No, it's not Tolkien nor urban/dark fantasy and it's not steampunk neither. Oh, I can't tell you how bored I am by elves and hobbits and their ilk, whether cybernetically enhanced and palely nightclubbing or prancing around dank dungeons looking for orcs to twang arrows at. Unplug the jukebox, try another flavor. In the Burgess Shale of pulp literary history, there were a few more fantasy genres than that and the blood stirred fast and hot in their veins. If you're interested to find out more, pop over to the Fabled Lands blog.

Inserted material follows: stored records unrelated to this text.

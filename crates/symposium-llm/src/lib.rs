//! # Symposium LLM
//!
//! Completion providers for debate agents.
//!
//! ## Supported Backends
//!
//! | Identifier | Type | Key Required |
//! |------------|------|--------------|
//! | `openai` | API | `OPENAI_API_KEY` |
//! | `anthropic` | API | `ANTHROPIC_API_KEY` |
//! | `mistral` | API | `MISTRAL_API_KEY` |
//! | `local` | Ollama | None (`OLLAMA_URL`) |
//! | `mock` | Testing | None |
//!
//! ## Quick Start
//!
//! ```rust
//! use symposium_llm::{LlmProvider, MockProvider};
//!
//! #[tokio::main]
//! async fn main() {
//!     let llm = MockProvider::constant("The sky is blue (Rayleigh 1871).");
//!     let response = llm.ask("Why is the sky blue?").await.unwrap();
//!     assert!(response.contains("Rayleigh"));
//! }
//! ```
//!
//! ## Resolving providers by name
//!
//! ```rust,ignore
//! use symposium_llm::{ProviderFactory, ProviderRegistry};
//!
//! let registry = ProviderRegistry::from_env();
//! let llm = registry.create("anthropic", "claude-3-haiku-20240307")?;
//! let answer = llm.ask("Explain Bayesian updating").await?;
//! ```

pub mod anthropic;
pub mod config;
pub mod mistral;
pub mod mock;
pub mod ollama;
pub mod openai;
pub mod provider;
pub mod registry;

pub use anthropic::AnthropicProvider;
pub use config::{ConfigError, LlmConfig};
pub use mistral::MistralProvider;
pub use mock::MockProvider;
pub use ollama::OllamaProvider;
pub use openai::OpenAIProvider;
pub use provider::{LlmError, LlmProvider, LlmRequest, LlmResponse};
pub use registry::{ProviderFactory, ProviderKind, ProviderRegistry};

  1. Reading your posts Dave, particularly this one following on from the previous mention of Bram Stokes and Dark They Were and Golden Eyed, has brought back into clear focus the serried ranks of all the above authors on the shelves of that amazing shop, and the artwork for a lot of those covers was similarly beguiling.

    D.T.W.A.G.E. was also the place where I picked up my first Conan comic otherwise unobtainable on these shores in 1970. Conan No. 3 "The Grim Grey God" with Barry Smith's fantastical artwork.

    There was quite a stack of them, somewhat ironic as Conan No. 3 is regarded now as something of a rarity because of distribution problems affecting that issue. Presumably it was also distribution problems that prevented issues 1 and 2 appearing anywhere in the U.K.

    Number 3 was the first here in the U.K. and Dark They Were was the venue to pick it up either there or via Dez Skinn's Fantasy Advertiser.

    Golden days ...

  2. Yes, indeed, Peter. Conan was the first Marvel title I actually subscribed to - something of a palaver, as it involved figuring out US postal orders with nice Mrs Pengelly at the local post office :-) And I was horrified to discover that Marvel posted the comics out folded in two. I mean, I'm not a mylar bag fanatic... but FOLDED IN TWO!?

    Anyway, I remember that #3 was the first issue I got. (I never was able to track down the first two, though later saw them in reprints.) I had an exam at school that day but all I could think about was getting home and having another read of that brilliant story.

    Conan immediately became my favourite comic, and my art master (Frank Brown, great guy) may have noticed that from that point my drawing took on that particularly Italianate style that Barry W-S had going (previously I'd been all Neal Adams and rangy). Mr Brown probably thought I'd been studying the Renaissance masters, not swords-n-sorcery comics!